An extended Reynolds analogy for excited wavy instabilities of developing streamwise vortices with applications to scalar mixing intensification

Abstract

Studies are presented to elucidate the role of steady streamwise vortex structures, initiated upstream from weak Görtler vortices in the absence of explicit vortex generators, and their excited nonlinear wavy instabilities in the intensification of scalar mixing in a spatially developing mixing region. While steady streamwise vortex flow gives rise to significant mixing enhancement, the excited nonlinear wavy instabilities, which in turn modify the basic three-dimensional streamwise vortices, give rise to further mixing intensification which is quantitatively assessed by a mixedness parameter. Possibility of similarity between the dimensionless streamwise momentum and scalar transport problems leading to an extended Reynolds analogy is sought. This similarity is shown earlier to hold for the steady streamwise vortex flow in the absence of nonlinear wavy instabilities (Liu & Sabry 1991 Proc. R. Soc. A 432 , 1–12). In this paper, the momentum conservation equations for the nonlinear wavy or secondary instabilities together with the advected fluctuation scalar problems are examined in detail. The presence of the streamwise fluctuation pressure gradient, which prevents the similarity, is estimated in terms of the fluctuation dynamical pressure and its relative importance to advective transport.
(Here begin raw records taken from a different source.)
//! The assembled orchestration system
//!
//! [`ThorContext`] owns every shared component. Entry points build one with
//! [`ThorContext::builder`]; nothing in the crate reaches for globals.

use std::sync::Arc;
use std::time::Duration;

use thor_models::providers::ModelProvider;
use thor_models::{ModelSelector, TaskClass};
use tracing::info;

use crate::agent::{
    AgentExecutor, AgentRegistry, AgentType, DEFAULT_DAILY_BUDGET, ModelExecutor,
    SimulatedExecutor,
};
use crate::coordinator::{Coordinator, CoordinatorConfig};
use crate::error::ThorError;
use crate::kill_switch::{KillSwitch, KillSwitchState};
use crate::ledger::{Clock, Ledger, LedgerConfig, LedgerStore, MemoryStore, SystemClock};
use crate::reporter::{HealthReport, StatusReporter, StatusSnapshot};
use crate::task::{TaskMode, TaskResult};
use crate::tools::{ToolConfig, ToolRunner};

enum Backend {
    Simulated(Duration),
    Custom(Arc<dyn AgentExecutor>),
    Model {
        provider: Arc<dyn ModelProvider>,
        classification: TaskClass,
        tools: Option<ToolConfig>,
    },
}

/// Collects configuration for a [`ThorContext`]
pub struct ThorContextBuilder {
    clock: Arc<dyn Clock>,
    store: Arc<dyn LedgerStore>,
    selector: ModelSelector,
    coordinator: CoordinatorConfig,
    ledger: LedgerConfig,
    daily_budget: f64,
    backend: Backend,
}

impl ThorContextBuilder {
    fn new() -> Self {
        Self {
            clock: Arc::new(SystemClock),
            store: Arc::new(MemoryStore::new()),
            selector: ModelSelector::default(),
            coordinator: CoordinatorConfig::default(),
            ledger: LedgerConfig::default(),
            daily_budget: DEFAULT_DAILY_BUDGET,
            backend: Backend::Simulated(Duration::from_millis(100)),
        }
    }

    pub fn clock(mut self, clock: Arc<dyn Clock>) -> Self {
        self.clock = clock;
        self
    }

    /// Persistence for the ledger. Defaults to an in-memory store.
    pub fn store(mut self, store: Arc<dyn LedgerStore>) -> Self {
        self.store = store;
        self
    }

    pub fn selector(mut self, selector: ModelSelector) -> Self {
        self.selector = selector;
        self
    }

    pub fn coordinator_config(mut self, config: CoordinatorConfig) -> Self {
        self.coordinator = config;
        self
    }

    pub fn ledger_config(mut self, config: LedgerConfig) -> Self {
        self.ledger = config;
        self
    }

    pub fn daily_budget(mut self, budget: f64) -> Self {
        self.daily_budget = budget;
        self
    }

    /// Answer every step with templated output after `delay`
    pub fn simulated(mut self, delay: Duration) -> Self {
        self.backend = Backend::Simulated(delay);
        self
    }

    pub fn executor(mut self, executor: Arc<dyn AgentExecutor>) -> Self {
        self.backend = Backend::Custom(executor);
        self
    }

    /// Run steps against a hosted model.
    ///
    /// Pass a `ToolConfig` to let the model use the file and shell tools.
    pub fn model(
        mut self,
        provider: Arc<dyn ModelProvider>,
        classification: TaskClass,
        tools: Option<ToolConfig>,
    ) -> Self {
        self.backend = Backend::Model {
            provider,
            classification,
            tools,
        };
        self
    }

    pub fn build(self) -> Result<ThorContext, ThorError> {
        if !(self.daily_budget.is_finite() && self.daily_budget >= 0.0) {
            return Err(ThorError::Config(format!(
                "daily budget must be a non-negative number, got {}",
                self.daily_budget
            )));
        }

        let kill_switch = KillSwitch::new();
        let selector = Arc::new(self.selector);
        let registry = Arc::new(AgentRegistry::with_clock(self.clock.clone()));
        let ledger = Arc::new(Ledger::open(self.store, self.ledger, self.clock.clone())?);

        let executor: Arc<dyn AgentExecutor> = match self.backend {
            Backend::Simulated(delay) => Arc::new(SimulatedExecutor::new(delay)),
            Backend::Custom(executor) => executor,
            Backend::Model {
                provider,
                classification,
                tools,
            } => {
                info!(provider = provider.name(), %classification, "using model-backed agents");
                let mut executor = ModelExecutor::new(
                    provider,
                    selector.clone(),
                    ledger.clone(),
                    kill_switch.clone(),
                )
                .with_classification(classification)
                .with_daily_budget(self.daily_budget);
                if let Some(config) = tools {
                    executor = executor.with_tools(ToolRunner::new(config, kill_switch.clone())?);
                }
                Arc::new(executor)
            }
        };

        let coordinator = Arc::new(
            Coordinator::new(
                registry.clone(),
                executor,
                kill_switch.clone(),
                self.coordinator,
            )
            .with_clock(self.clock.clone())
            .with_ledger(ledger.clone()),
        );
        let reporter = StatusReporter::new(
            registry.clone(),
            coordinator.clone(),
            kill_switch.clone(),
            self.clock.clone(),
        )
        .with_ledger(ledger.clone());

        Ok(ThorContext {
            kill_switch,
            registry,
            ledger,
            selector,
            coordinator,
            reporter,
            daily_budget: self.daily_budget,
        })
    }
}

/// Registry, ledger, coordinator and reporter sharing one kill switch
pub struct ThorContext {
    kill_switch: KillSwitch,
    registry: Arc<AgentRegistry>,
    ledger: Arc<Ledger>,
    selector: Arc<ModelSelector>,
    coordinator: Arc<Coordinator>,
    reporter: StatusReporter,
    daily_budget: f64,
}

impl ThorContext {
    pub fn builder() -> ThorContextBuilder {
        ThorContextBuilder::new()
    }

    /// Run a task across agents of the named types
    pub async fn orchestrate<S: AsRef<str>>(
        &self,
        description: &str,
        agent_types: &[S],
        mode: TaskMode,
    ) -> TaskResult {
        self.coordinator
            .orchestrate(description, agent_types, mode)
            .await
    }

    pub async fn get_status(&self) -> StatusSnapshot {
        self.reporter.snapshot().await
    }

    /// Health against the configured daily budget
    pub async fn health(&self) -> HealthReport {
        self.reporter.health(self.daily_budget).await
    }

    /// Stop new steps, model calls and tool calls from starting
    pub fn cancel(&self, reason: impl Into<String>) {
        self.kill_switch.engage(reason);
    }

    pub fn reset_cancel(&self) {
        self.kill_switch.reset();
    }

    pub fn kill_switch_state(&self) -> KillSwitchState {
        self.kill_switch.state()
    }

    pub fn recommend(&self, description: &str) -> Vec<AgentType> {
        self.coordinator.recommend_agents(description)
    }

    /// A handle that can engage the switch from another task, e.g. a signal handler
    pub fn kill_switch(&self) -> KillSwitch {
        self.kill_switch.clone()
    }

    pub fn registry(&self) -> &Arc<AgentRegistry> {
        &self.registry
    }

    pub fn ledger(&self) -> &Arc<Ledger> {
        &self.ledger
    }

    pub fn selector(&self) -> &ModelSelector {
        &self.selector
    }

    pub fn coordinator(&self) -> &Arc<Coordinator> {
        &self.coordinator
    }

    pub fn daily_budget(&self) -> f64 {
        self.daily_budget
    }

    /// Budget left today
    pub async fn budget_remaining(&self) -> f64 {
        self.ledger.budget_remaining(self.daily_budget).await
    }
}

#[cfg(test)]
mod tests {
    use super::*;
    use crate::reporter::HealthStatus;
    use crate::task::TaskStatus;

    fn context() -> ThorContext {
        ThorContext::builder()
            .simulated(Duration::ZERO)
            .build()
            .unwrap()
    }

    #[tokio::test]
    async fn orchestrate_updates_status() {
        let ctx = context();
        let result = ctx
            .orchestrate("plan", &["business", "financial"], TaskMode::Sequential)
            .await;
        assert_eq!(result.status, TaskStatus::Completed);

        let status = ctx.get_status().await;
        assert_eq!(status.total_agents, 2);
        assert_eq!(status.total_tasks, 1);
    }

    #[tokio::test]
    async fn cancel_and_reset() {
        let ctx = context();
        ctx.cancel("operator");
        assert!(ctx.kill_switch_state().engaged);
        assert_eq!(ctx.health().await.status, HealthStatus::Degraded);

        let cancelled = ctx.orchestrate("x", &["legal"], TaskMode::Parallel).await;
        assert_eq!(cancelled.status, TaskStatus::Cancelled);

        ctx.reset_cancel();
        let completed = ctx.orchestrate("x", &["legal"], TaskMode::Parallel).await;
        assert_eq!(completed.status, TaskStatus::Completed);
        assert_eq!(ctx.health().await.status, HealthStatus::Healthy);
    }

    #[tokio::test]
    async fn transcript_lands_in_ledger() {
        let ctx = context();
        let result = ctx.orchestrate("hello", &["creative"], TaskMode::Sequential).await;

        let history = ctx.ledger().history(&result.task_id.to_string()).await;
        assert_eq!(history.len(), 2);
    }

    #[test]
    fn rejects_negative_budget() {
        let result = ThorContext::builder().daily_budget(-1.0).build();
        assert!(matches!(result, Err(ThorError::Config(_))));
    }

    #[test]
    fn recommend_routes_by_keyword() {
        let ctx = context();
        assert_eq!(
            ctx.recommend("patient data study"),
            vec![AgentType::Science, AgentType::Healthcare]
        );
    }
}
It is found from scaling that the fluctuating streamwise pressure gradient, though not completely negligible, is sufficiently unimportant so as to render similarity between fluctuation streamwise velocity and fluctuation temperature and concentration a distinct possibility. The scalar fluctuations are then inferable from the fluctuation streamwise velocity and that the Reynolds stresses of the nonlinear fluctuations and the scalar fluxes are also similar. The nonlinear instability-modified mean streamwise momentum and the modified mean heat and mass transport problems are also similar, thus providing a complete ‘Reynolds analogy’, rendering possible the interpretation of the scalar mixedness for a gaseous medium for which the Prandtl and Schmidt numbers are near unity. It is found that the nonlinearity of the wavy instability, which induces scalar fluxes modifying the mean scalar transport, further intensifies scalar mixedness over a significant streamwise region which is well above that achieved by the steady, unmodified streamwise vortices alone for the numerical example corresponding to the most amplified wavy-sinuous mode.